Below is some data. Retype exactly the lines starting at the one with "self.search_limit = v;" and ending at the one with "if let Some(v) = file.preview_window".

---------- Records supplied

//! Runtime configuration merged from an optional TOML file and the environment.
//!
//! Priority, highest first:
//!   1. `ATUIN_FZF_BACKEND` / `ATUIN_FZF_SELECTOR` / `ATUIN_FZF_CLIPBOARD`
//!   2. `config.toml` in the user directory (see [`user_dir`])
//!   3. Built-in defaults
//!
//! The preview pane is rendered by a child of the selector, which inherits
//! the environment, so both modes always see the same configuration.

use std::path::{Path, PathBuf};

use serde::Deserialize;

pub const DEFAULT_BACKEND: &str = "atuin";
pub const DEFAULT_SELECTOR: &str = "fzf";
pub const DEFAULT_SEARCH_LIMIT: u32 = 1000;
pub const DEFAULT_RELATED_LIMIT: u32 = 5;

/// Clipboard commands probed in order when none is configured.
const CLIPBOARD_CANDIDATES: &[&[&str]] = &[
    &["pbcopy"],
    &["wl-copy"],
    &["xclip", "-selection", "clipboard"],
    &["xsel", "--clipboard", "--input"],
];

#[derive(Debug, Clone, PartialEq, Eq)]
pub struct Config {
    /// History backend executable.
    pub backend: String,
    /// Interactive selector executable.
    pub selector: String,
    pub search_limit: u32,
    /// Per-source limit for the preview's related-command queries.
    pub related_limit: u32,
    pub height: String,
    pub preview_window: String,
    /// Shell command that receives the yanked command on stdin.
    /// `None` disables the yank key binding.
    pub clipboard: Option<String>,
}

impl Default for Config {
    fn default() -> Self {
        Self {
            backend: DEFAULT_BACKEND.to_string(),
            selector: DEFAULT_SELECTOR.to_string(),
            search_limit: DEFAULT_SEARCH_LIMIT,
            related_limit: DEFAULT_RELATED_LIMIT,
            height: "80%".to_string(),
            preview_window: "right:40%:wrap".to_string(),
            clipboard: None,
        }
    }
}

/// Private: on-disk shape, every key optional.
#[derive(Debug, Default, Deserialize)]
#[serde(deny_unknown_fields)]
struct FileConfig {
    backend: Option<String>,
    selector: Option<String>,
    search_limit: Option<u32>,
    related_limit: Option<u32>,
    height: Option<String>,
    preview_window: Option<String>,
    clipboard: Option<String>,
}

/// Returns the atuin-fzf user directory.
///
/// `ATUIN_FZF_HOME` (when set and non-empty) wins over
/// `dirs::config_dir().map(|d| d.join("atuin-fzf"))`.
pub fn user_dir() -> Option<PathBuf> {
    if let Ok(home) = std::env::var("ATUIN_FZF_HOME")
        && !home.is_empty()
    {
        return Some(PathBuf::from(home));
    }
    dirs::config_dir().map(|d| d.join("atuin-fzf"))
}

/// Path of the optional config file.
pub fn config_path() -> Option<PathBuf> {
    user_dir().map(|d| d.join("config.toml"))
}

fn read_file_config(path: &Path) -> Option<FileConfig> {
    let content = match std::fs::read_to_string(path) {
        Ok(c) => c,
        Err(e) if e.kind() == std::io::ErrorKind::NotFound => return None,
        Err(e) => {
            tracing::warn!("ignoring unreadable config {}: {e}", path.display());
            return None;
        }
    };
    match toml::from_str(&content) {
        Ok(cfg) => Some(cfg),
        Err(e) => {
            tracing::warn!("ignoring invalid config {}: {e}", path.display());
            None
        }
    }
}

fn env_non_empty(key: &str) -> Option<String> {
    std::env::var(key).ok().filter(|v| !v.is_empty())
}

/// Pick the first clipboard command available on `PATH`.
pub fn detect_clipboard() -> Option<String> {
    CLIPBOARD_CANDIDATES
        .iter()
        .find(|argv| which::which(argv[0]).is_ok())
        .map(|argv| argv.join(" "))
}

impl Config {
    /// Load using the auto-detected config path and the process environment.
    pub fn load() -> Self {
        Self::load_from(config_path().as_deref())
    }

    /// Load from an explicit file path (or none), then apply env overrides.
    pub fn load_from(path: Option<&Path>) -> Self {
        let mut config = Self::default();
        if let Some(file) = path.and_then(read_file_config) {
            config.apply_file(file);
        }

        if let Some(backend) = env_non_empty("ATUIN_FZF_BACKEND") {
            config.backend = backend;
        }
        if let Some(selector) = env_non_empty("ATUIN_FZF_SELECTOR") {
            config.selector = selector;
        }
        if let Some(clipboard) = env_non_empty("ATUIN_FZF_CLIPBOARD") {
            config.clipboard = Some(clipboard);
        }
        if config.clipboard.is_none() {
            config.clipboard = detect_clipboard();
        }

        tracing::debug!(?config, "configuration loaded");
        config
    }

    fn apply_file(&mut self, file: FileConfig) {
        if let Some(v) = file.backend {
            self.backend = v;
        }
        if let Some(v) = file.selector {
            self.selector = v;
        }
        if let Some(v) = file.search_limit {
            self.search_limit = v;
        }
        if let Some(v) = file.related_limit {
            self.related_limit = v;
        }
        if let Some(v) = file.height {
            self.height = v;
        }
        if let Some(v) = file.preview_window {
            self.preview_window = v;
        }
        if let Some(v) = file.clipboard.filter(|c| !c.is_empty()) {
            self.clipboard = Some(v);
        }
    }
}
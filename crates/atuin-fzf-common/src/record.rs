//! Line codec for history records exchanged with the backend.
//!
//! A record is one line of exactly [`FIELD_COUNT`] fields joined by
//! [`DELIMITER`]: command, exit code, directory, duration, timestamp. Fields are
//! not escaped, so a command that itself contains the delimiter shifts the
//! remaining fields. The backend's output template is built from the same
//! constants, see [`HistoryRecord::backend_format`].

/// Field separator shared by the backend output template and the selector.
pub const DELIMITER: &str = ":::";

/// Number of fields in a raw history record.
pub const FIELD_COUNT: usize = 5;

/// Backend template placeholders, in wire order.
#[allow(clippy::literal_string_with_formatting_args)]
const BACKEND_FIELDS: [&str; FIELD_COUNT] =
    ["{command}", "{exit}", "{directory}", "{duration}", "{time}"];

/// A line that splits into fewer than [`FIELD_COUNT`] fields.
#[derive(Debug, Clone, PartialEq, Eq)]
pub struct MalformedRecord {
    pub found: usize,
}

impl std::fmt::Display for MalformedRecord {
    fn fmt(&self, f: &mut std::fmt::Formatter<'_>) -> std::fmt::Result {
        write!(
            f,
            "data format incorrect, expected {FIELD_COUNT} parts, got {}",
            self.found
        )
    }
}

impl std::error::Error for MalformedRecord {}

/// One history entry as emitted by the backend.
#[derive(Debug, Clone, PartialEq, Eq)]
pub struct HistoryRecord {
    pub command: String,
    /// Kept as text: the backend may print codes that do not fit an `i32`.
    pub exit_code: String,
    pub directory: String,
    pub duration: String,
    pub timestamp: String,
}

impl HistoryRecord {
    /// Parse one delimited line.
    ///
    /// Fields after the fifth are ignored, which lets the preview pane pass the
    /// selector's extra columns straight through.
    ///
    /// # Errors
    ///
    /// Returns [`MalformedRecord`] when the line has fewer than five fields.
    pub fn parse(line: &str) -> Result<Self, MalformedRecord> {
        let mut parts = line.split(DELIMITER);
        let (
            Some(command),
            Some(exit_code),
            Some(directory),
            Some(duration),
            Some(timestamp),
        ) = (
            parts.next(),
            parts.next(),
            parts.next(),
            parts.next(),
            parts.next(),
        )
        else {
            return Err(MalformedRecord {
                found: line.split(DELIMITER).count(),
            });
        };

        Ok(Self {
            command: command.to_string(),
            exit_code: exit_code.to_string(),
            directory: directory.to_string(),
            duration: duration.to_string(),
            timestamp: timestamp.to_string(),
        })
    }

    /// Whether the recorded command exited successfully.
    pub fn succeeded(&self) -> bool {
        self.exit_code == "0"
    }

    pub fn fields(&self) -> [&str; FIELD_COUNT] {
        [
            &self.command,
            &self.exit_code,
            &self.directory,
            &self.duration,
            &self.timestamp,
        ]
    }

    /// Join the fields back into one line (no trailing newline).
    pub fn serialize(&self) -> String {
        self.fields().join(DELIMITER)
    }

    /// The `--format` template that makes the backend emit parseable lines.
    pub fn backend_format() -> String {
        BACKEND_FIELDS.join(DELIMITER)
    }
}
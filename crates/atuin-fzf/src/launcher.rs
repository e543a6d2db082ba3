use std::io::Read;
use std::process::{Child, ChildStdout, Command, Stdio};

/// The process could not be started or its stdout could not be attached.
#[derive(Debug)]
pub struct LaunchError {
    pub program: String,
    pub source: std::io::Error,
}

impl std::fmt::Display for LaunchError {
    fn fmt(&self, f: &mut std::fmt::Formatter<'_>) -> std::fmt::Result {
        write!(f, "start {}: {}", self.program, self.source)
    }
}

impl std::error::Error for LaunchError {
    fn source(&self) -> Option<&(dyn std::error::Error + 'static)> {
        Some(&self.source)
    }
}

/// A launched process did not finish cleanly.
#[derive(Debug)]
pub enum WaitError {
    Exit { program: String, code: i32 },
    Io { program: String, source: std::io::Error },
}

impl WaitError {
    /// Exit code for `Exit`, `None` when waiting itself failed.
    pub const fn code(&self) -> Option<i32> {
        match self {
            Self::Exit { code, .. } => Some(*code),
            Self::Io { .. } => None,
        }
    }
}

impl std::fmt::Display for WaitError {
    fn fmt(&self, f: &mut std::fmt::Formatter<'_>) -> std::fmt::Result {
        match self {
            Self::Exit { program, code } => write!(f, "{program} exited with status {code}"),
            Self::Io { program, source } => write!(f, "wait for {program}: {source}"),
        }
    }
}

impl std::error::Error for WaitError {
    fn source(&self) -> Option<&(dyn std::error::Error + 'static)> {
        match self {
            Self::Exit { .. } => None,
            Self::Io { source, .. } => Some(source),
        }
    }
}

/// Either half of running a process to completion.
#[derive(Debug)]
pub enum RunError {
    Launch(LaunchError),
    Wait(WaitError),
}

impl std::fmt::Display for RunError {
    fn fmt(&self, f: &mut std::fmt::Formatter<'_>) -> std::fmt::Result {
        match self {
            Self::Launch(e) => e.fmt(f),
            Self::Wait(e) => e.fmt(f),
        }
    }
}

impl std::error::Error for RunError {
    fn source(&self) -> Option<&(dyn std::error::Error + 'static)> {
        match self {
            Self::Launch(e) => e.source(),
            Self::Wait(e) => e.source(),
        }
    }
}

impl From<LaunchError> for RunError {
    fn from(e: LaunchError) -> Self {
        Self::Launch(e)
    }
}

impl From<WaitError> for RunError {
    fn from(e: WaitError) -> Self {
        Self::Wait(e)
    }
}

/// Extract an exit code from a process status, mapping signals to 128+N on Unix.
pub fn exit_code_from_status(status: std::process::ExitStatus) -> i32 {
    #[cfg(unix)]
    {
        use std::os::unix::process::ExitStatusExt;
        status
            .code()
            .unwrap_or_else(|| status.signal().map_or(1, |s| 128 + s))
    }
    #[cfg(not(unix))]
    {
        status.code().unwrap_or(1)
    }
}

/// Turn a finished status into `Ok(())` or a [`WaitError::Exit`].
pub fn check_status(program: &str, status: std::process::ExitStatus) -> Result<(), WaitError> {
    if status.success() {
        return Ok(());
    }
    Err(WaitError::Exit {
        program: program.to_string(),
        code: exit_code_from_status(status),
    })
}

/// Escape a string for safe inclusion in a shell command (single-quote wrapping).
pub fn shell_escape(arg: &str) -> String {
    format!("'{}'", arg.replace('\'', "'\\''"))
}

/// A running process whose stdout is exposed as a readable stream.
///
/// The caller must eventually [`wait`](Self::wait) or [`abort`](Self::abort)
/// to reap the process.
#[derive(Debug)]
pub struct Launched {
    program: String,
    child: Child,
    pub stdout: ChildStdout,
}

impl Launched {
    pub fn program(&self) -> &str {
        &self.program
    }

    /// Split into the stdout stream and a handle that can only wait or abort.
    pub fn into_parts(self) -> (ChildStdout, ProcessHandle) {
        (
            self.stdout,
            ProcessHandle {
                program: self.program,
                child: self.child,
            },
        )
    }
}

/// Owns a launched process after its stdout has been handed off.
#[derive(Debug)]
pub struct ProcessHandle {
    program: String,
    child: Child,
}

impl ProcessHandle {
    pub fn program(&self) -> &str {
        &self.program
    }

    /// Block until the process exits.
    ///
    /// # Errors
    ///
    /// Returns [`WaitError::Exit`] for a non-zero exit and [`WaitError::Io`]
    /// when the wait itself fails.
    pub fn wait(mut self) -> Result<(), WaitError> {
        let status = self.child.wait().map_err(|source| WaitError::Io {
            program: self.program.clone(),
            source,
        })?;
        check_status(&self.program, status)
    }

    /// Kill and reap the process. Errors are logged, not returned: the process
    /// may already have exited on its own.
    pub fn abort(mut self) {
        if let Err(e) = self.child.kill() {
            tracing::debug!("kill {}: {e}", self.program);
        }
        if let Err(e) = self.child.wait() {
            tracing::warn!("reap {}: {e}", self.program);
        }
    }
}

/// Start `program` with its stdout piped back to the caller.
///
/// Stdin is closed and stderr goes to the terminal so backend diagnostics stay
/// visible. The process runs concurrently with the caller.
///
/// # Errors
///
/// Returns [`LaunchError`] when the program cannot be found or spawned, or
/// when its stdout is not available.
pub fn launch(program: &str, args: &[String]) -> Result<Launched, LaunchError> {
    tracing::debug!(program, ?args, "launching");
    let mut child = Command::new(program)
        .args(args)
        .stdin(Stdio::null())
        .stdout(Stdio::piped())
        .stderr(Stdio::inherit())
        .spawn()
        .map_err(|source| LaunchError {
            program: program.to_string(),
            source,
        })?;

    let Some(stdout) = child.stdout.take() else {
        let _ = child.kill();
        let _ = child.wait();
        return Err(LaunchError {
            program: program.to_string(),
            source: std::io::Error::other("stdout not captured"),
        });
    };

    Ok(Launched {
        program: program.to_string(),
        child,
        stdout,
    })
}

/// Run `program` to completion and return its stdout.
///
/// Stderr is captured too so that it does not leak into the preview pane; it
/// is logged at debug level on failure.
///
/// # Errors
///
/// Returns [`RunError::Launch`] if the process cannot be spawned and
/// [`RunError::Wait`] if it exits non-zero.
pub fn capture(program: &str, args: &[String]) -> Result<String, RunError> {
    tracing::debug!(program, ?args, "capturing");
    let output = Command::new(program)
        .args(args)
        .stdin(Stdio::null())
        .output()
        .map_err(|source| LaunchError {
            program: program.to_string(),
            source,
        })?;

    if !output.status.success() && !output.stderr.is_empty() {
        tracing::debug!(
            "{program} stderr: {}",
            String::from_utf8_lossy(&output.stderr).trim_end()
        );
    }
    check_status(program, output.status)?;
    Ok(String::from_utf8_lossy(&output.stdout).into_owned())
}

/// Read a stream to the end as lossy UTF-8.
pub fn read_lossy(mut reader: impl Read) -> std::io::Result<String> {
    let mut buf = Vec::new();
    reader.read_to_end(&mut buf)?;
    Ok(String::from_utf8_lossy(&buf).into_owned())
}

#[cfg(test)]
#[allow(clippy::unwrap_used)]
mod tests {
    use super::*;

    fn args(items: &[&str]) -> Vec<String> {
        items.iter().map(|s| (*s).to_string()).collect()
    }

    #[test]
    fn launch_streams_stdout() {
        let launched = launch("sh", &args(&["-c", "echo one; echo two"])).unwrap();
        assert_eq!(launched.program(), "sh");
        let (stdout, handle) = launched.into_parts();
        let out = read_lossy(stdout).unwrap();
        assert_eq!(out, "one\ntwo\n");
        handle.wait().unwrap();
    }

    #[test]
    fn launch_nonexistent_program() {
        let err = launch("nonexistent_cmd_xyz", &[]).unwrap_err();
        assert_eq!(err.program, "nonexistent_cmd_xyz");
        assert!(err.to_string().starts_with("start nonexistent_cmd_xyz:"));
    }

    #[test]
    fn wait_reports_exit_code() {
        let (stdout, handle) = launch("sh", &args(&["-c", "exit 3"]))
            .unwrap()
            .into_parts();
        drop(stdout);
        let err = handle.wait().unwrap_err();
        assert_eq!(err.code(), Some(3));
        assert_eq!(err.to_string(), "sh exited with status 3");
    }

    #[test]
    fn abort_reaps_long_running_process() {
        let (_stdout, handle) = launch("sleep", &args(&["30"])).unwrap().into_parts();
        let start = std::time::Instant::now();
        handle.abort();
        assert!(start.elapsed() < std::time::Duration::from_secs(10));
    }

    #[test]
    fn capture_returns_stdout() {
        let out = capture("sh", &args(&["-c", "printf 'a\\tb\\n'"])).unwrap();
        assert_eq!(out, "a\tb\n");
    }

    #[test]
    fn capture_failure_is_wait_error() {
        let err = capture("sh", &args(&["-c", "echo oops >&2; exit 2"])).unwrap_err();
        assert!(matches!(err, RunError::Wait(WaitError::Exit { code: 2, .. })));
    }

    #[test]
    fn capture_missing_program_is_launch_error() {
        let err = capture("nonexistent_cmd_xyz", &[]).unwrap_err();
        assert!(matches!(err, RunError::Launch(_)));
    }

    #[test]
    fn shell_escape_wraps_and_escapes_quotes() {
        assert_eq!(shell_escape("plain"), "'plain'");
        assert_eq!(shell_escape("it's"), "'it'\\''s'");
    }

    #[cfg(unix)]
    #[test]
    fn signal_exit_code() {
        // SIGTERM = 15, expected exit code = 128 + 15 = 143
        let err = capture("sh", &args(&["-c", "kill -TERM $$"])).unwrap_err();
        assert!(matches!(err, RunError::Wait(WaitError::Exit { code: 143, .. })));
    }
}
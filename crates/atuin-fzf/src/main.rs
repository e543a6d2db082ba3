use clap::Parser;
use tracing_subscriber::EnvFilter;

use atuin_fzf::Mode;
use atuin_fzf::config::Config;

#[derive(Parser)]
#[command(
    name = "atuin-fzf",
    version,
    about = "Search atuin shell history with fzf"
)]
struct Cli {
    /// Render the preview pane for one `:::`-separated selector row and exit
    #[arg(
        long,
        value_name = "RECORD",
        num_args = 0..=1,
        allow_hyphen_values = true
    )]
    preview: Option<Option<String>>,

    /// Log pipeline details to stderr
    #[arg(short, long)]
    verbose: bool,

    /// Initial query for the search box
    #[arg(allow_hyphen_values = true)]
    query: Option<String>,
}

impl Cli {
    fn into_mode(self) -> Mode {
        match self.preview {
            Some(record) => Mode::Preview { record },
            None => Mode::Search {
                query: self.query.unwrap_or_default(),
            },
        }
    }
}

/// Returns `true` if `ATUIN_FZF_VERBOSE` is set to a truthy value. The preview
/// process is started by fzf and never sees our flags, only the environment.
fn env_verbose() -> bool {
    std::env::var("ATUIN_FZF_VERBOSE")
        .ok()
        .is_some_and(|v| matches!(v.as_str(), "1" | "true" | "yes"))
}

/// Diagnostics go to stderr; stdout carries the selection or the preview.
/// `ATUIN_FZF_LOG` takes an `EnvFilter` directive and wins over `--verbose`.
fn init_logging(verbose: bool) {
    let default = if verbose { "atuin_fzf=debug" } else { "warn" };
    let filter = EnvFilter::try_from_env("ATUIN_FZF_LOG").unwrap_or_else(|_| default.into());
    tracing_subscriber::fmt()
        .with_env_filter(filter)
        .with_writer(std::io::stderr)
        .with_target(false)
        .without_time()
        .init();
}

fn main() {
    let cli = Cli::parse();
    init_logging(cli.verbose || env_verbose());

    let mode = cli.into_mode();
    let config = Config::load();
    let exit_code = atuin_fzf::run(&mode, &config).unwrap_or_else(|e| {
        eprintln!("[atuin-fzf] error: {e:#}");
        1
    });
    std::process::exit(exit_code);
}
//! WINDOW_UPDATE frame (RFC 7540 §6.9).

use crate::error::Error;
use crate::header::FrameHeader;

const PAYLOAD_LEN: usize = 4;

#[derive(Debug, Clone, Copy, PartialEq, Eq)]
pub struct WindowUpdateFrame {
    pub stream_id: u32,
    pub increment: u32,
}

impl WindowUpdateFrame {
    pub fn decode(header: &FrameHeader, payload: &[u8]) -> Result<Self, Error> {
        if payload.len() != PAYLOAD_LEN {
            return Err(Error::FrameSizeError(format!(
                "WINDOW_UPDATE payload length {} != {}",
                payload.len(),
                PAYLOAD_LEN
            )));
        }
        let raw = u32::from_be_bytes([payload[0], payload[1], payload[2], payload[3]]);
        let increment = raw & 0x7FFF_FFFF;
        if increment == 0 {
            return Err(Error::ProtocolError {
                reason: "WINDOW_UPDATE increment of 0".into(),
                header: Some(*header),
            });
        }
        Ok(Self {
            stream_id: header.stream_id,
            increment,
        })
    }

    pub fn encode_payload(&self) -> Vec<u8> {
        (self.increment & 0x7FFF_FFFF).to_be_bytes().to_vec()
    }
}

--------------------

### Result of the task:
            self.search_limit = v;
        }
        if let Some(v) = file.related_limit {
            self.related_limit = v;
        }
        if let Some(v) = file.height {
            self.height = v;
        }
        if let Some(v) = file.preview_window {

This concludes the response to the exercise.